Cyber threats push SMBs to spend more on security

Cybersecurity has become a key priority for small and medium-sized businesses due to growing threats and wider AI adoption. An IDC survey of 2,200 SMBs in eight markets examined how organizations manage cyber risks, prepare for AI-related threats, and handle third-party vendor security.

Top business priorities for the year (Source: IDC)

60% of SMBs expect to increase cybersecurity spending over the next 12 months. The findings show that businesses continue to rely on reactive approaches and remain underprepared for emerging risks.

Security responsibilities remain informal

Data protection and cybersecurity rank high on SMB priorities over the next 12 months, behind business growth and ahead of cost reduction. SMBs plan to increase cybersecurity spending over the next year, showing greater awareness of security risks. Cost pressures and accelerating AI adoption can slow progress and create a gap between intention and action, leaving businesses struggling to translate investment into stronger security practices.

Security responsibilities remain part of broader IT functions, with less defined ownership and fewer documented processes. Cybersecurity activity often becomes reactive, with action following incidents instead of routine oversight. Stronger accountability and consistent practices are necessary because increased spending alone may not improve security readiness.

Keeping up with changing threats

Tool management, staff training, and incident response planning remain difficult. Security maturity depends on operational discipline that helps maintain existing safeguards during business growth.

SMBs can strengthen cybersecurity posture through stronger data governance, security controls, and transparency supported by formal review cycles, defined accountability, and documented processes.

Small and medium-sized businesses encounter a broad and less predictable mix of threats, including phishing, social engineering, insider risk, third-party exposure, and supply chain vulnerabilities. Resilience depends on how quickly organizations detect, contain, and resolve problems while maintaining trust, cash flow, and business operations.

Nearly half of SMBs say keeping up with new cyber threats is their biggest security concern. AI-powered attacks, sophisticated phishing attempts, and expanded use of cloud and SaaS tools make risks harder to track and manage. Limited specialist skills, competing operational priorities, and budget constraints can make continuous monitoring and structured risk assessment difficult, which can delay the identification of problems and response efforts.

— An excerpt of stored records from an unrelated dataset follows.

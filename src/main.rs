//! This file defines the airwatch binary entry point.

use airwatch::app;
use airwatch::cli;
use airwatch::metrics;
use airwatch::server;
use airwatch::tracing;

/// Application entry point
#[tokio::main]
async fn main() {
    let args = cli::parse();
    tracing::init_tracing(&args);
    ::tracing::info!(bucket = %args.s3_bucket, port = args.port, "starting airwatch");
    metrics::register_metrics();
    let service = app::service(&args).await;
    server::serve(&args, service).await;
    tracing::shutdown_tracing();
}
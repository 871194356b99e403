//! This crate provides the backend of an air quality dashboard. It serves time-bucketed sensor
//! reading files from an S3 bucket, laid out as `{category}/{year}/{month}/{day}/{hour}/`, and
//! returns the latest reading, a single file, or every file of a day as JSON.
//!
//! Files are either a single JSON document or newline-delimited JSON. A file may be requested by
//! a bare name; the [resolver] finds its key by parsing the timestamp embedded in the name,
//! probing a list of candidate keys, and finally scanning the category folders.
//!
//! The server also proxies two collaborators:
//!
//! * Amazon QuickSight, for listing dashboards and generating anonymous embed URLs
//!   ([dashboard]).
//! * A local question-answering script, run as a subprocess with a time limit ([chat]).
//!
//! The server is built on top of a number of open source components.
//!
//! * [Tokio](tokio), the most popular asynchronous Rust runtime.
//! * [Axum](axum) web framework, built by the Tokio team, on top of the [hyper] HTTP library.
//! * [Serde](serde) performs (de)serialisation of JSON request and response data.
//! * [AWS SDK for S3](aws-sdk-s3) is used to interact with S3-compatible object stores.

pub mod app;
pub mod app_state;
pub mod buckets;
pub mod chat;
pub mod cli;
pub mod dashboard;
pub mod error;
pub mod fetcher;
pub mod latest;
pub mod metrics;
pub mod models;
pub mod object_store;
pub mod reducer;
pub mod resolver;
pub mod s3_client;
pub mod server;
#[cfg(test)]
pub mod test_utils;
pub mod tracing;
pub mod validated_json;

AI and vendor oversight gaps

AI is increasing pressure on SMBs, particularly smaller businesses with limited resources and weaker security oversight. SMBs remain in the early stages of preparing for AI-related threats, particularly smaller organizations. Eighty-four percent of micro businesses and 65% of small businesses say they are unprepared or taking early steps. AI-powered phishing, deepfakes, and automated exploitation continue to become more convincing and harder to detect.

“The research suggests many SMBs still believe they are not a prime target for cyberattacks, despite threats becoming more sophisticated and widespread. IDC recommends SMBs embed cybersecurity into AI initiatives from the outset and take an organization-wide approach to cyber resilience. Businesses that close the gap between growth ambitions and security readiness will be best placed to build long-term digital trust with customers, partners and investors,” said Joel Stradling, Senior Research Director, European Security at IDC.

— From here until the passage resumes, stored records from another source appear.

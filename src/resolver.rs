//! Resolution of loosely specified file identifiers to object keys.
//!
//! Data files are stored as `{category}/{YYYY}/{MM}/{DD}/{HH}/{YYYYMMDDHHMM}_{category}.json`.
//! Clients usually ask for a file by its bare name, and older files may live elsewhere, so a
//! name is resolved with three strategies in turn:
//!
//! 1. If the name matches the timestamped pattern, its exact key is derived and probed.
//! 2. A fixed list of candidate keys is probed in order.
//! 3. For names without a timestamp, each category folder is listed and scanned for the name.
//!
//! Every key or prefix tried is reported when nothing matches.

use crate::error::AirwatchError;
use crate::models::{file_name, Category};
use crate::object_store::ObjectStore;

use chrono::NaiveDate;
use lazy_static::lazy_static;
use regex::Regex;
use std::time::Instant;

lazy_static! {
    static ref TIMESTAMPED_NAME: Regex =
        Regex::new(r"^(\d{4})(\d{2})(\d{2})(\d{2})(\d{2})_([a-z]+)\.json$").unwrap();
}

/// Longest identifier accepted.
const MAX_IDENTIFIER_LEN: usize = 255;

/// Check that an identifier only uses `[A-Za-z0-9._-]`.
///
/// Keys are built by concatenation, so anything else (notably `/`) is rejected before the store is
/// contacted.
pub fn validate_identifier(identifier: &str) -> Result<(), AirwatchError> {
    let valid = !identifier.is_empty()
        && identifier.len() <= MAX_IDENTIFIER_LEN
        && identifier
            .chars()
            .all(|c| c.is_ascii_alphanumeric() || matches!(c, '.' | '-' | '_'));
    if valid {
        Ok(())
    } else {
        Err(AirwatchError::InvalidIdentifier {
            identifier: identifier.to_string(),
        })
    }
}

/// Components of a `YYYYMMDDHHMM_{category}.json` file name
#[derive(Clone, Debug, PartialEq)]
pub struct TimestampedName {
    pub category: Category,
    pub year: String,
    pub month: String,
    pub day: String,
    pub hour: String,
    pub minute: String,
}

impl TimestampedName {
    /// Parse a file name, returning `None` unless it matches the pattern with a real date and time
    /// and a known category suffix.
    pub fn parse(name: &str) -> Option<Self> {
        let captures = TIMESTAMPED_NAME.captures(name)?;
        let category: Category = captures[6].parse().ok()?;
        let number = |index: usize| captures[index].parse::<u32>().ok();
        NaiveDate::from_ymd_opt(number(1)? as i32, number(2)?, number(3)?)?;
        if number(4)? > 23 || number(5)? > 59 {
            return None;
        }
        Some(TimestampedName {
            category,
            year: captures[1].to_string(),
            month: captures[2].to_string(),
            day: captures[3].to_string(),
            hour: captures[4].to_string(),
            minute: captures[5].to_string(),
        })
    }

    /// Returns the key at which a file with this name is written.
    pub fn key(&self, name: &str) -> String {
        format!(
            "{}/{}/{}/{}/{}/{}",
            self.category, self.year, self.month, self.day, self.hour, name
        )
    }
}

/// Build the ordered candidate keys for an identifier.
///
/// The hinted category comes first, then the remaining categories in [Category::ALL] order, each
/// with the identifier as given and with its `.json` suffix toggled, then `{identifier}.json` at
/// the bucket root. Duplicates are dropped, keeping the first occurrence.
pub fn candidate_keys(identifier: &str, hint: Category) -> Vec<String> {
    let alternate = match identifier.strip_suffix(".json") {
        Some(stem) if !stem.is_empty() => stem.to_string(),
        Some(_) => identifier.to_string(),
        None => format!("{}.json", identifier),
    };
    let root = if identifier.ends_with(".json") {
        identifier.to_string()
    } else {
        format!("{}.json", identifier)
    };
    let categories =
        std::iter::once(hint).chain(Category::ALL.into_iter().filter(|c| *c != hint));
    let mut candidates: Vec<String> = Vec::new();
    for category in categories {
        for name in [identifier, alternate.as_str()] {
            let key = format!("{}/{}", category, name);
            if !candidates.contains(&key) {
                candidates.push(key);
            }
        }
    }
    if !candidates.contains(&root) {
        candidates.push(root);
    }
    candidates
}

/// Resolves identifiers to object keys against a store.
pub struct Resolver<'a> {
    store: &'a dyn ObjectStore,
    max_keys: i32,
}

impl<'a> Resolver<'a> {
    /// Create a resolver.
    ///
    /// # Arguments
    ///
    /// * `store`: Object store to probe
    /// * `max_keys`: Page size bound for prefix scans
    pub fn new(store: &'a dyn ObjectStore, max_keys: i32) -> Self {
        Self { store, max_keys }
    }

    /// Resolve an identifier to the key of an existing object.
    ///
    /// # Arguments
    ///
    /// * `identifier`: Bare file name supplied by the client
    /// * `hint`: Category to try first. Defaults to the category in a timestamped name, or raw data.
    #[tracing::instrument(level = "DEBUG", skip(self))]
    pub async fn resolve(
        &self,
        identifier: &str,
        hint: Option<Category>,
    ) -> Result<String, AirwatchError> {
        validate_identifier(identifier)?;
        let start = Instant::now();
        let mut attempted: Vec<String> = Vec::new();

        let timestamped = TimestampedName::parse(identifier);
        if let Some(name) = &timestamped {
            let key = name.key(identifier);
            if self.store.head_object(&key).await? {
                tracing::debug!(
                    key = %key,
                    strategy = "pattern",
                    elapsed_ms = start.elapsed().as_millis() as u64,
                    "resolved file"
                );
                return Ok(key);
            }
            attempted.push(key);
        }

        let hint = hint
            .or_else(|| timestamped.as_ref().map(|name| name.category))
            .unwrap_or_default();
        for key in candidate_keys(identifier, hint) {
            if attempted.contains(&key) {
                continue;
            }
            if self.store.head_object(&key).await? {
                tracing::debug!(
                    key = %key,
                    strategy = "candidates",
                    elapsed_ms = start.elapsed().as_millis() as u64,
                    "resolved file"
                );
                return Ok(key);
            }
            attempted.push(key);
        }

        if timestamped.is_none() {
            let categories =
                std::iter::once(hint).chain(Category::ALL.into_iter().filter(|c| *c != hint));
            for category in categories {
                let prefix = category.prefix();
                if let Some(key) = self.scan(&prefix, identifier).await? {
                    tracing::debug!(
                        key = %key,
                        strategy = "scan",
                        elapsed_ms = start.elapsed().as_millis() as u64,
                        "resolved file"
                    );
                    return Ok(key);
                }
                attempted.push(format!("{}**/{}", prefix, identifier));
            }
        }

        tracing::debug!(
            identifier,
            attempts = attempted.len(),
            elapsed_ms = start.elapsed().as_millis() as u64,
            "file not found"
        );
        Err(AirwatchError::FileNotFound {
            identifier: identifier.to_string(),
            attempted,
        })
    }

    /// List one page under `prefix` and return the first key whose file name is `name`.
    ///
    /// # Arguments
    ///
    /// * `prefix`: Folder prefix to list
    /// * `name`: File name to look for
    pub async fn scan(&self, prefix: &str, name: &str) -> Result<Option<String>, AirwatchError> {
        let objects = self.store.list_objects(prefix, self.max_keys).await?;
        Ok(objects
            .into_iter()
            .map(|object| object.key)
            .find(|key| file_name(key) == name))
    }
}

Organizations are adopting AI faster than they can understand risks, assess exposure, or evaluate third-party provider security. Visibility, governance, and internal security expertise continue to present challenges. Strong oversight and practical safeguards are necessary to reduce exposure and support business outcomes.

Vendor risk reviews often take place at the start of a relationship or during contract renewal periods instead of continuous monitoring. Issues can remain undetected until disruption occurs. Micro and small businesses remain more exposed because a significant share report limited or no ongoing monitoring of third-party services.

Vendor trust depends on practical information about security practices and data handling. Businesses value transparency around how customer data is protected, where it is stored, and what happens if an incident occurs.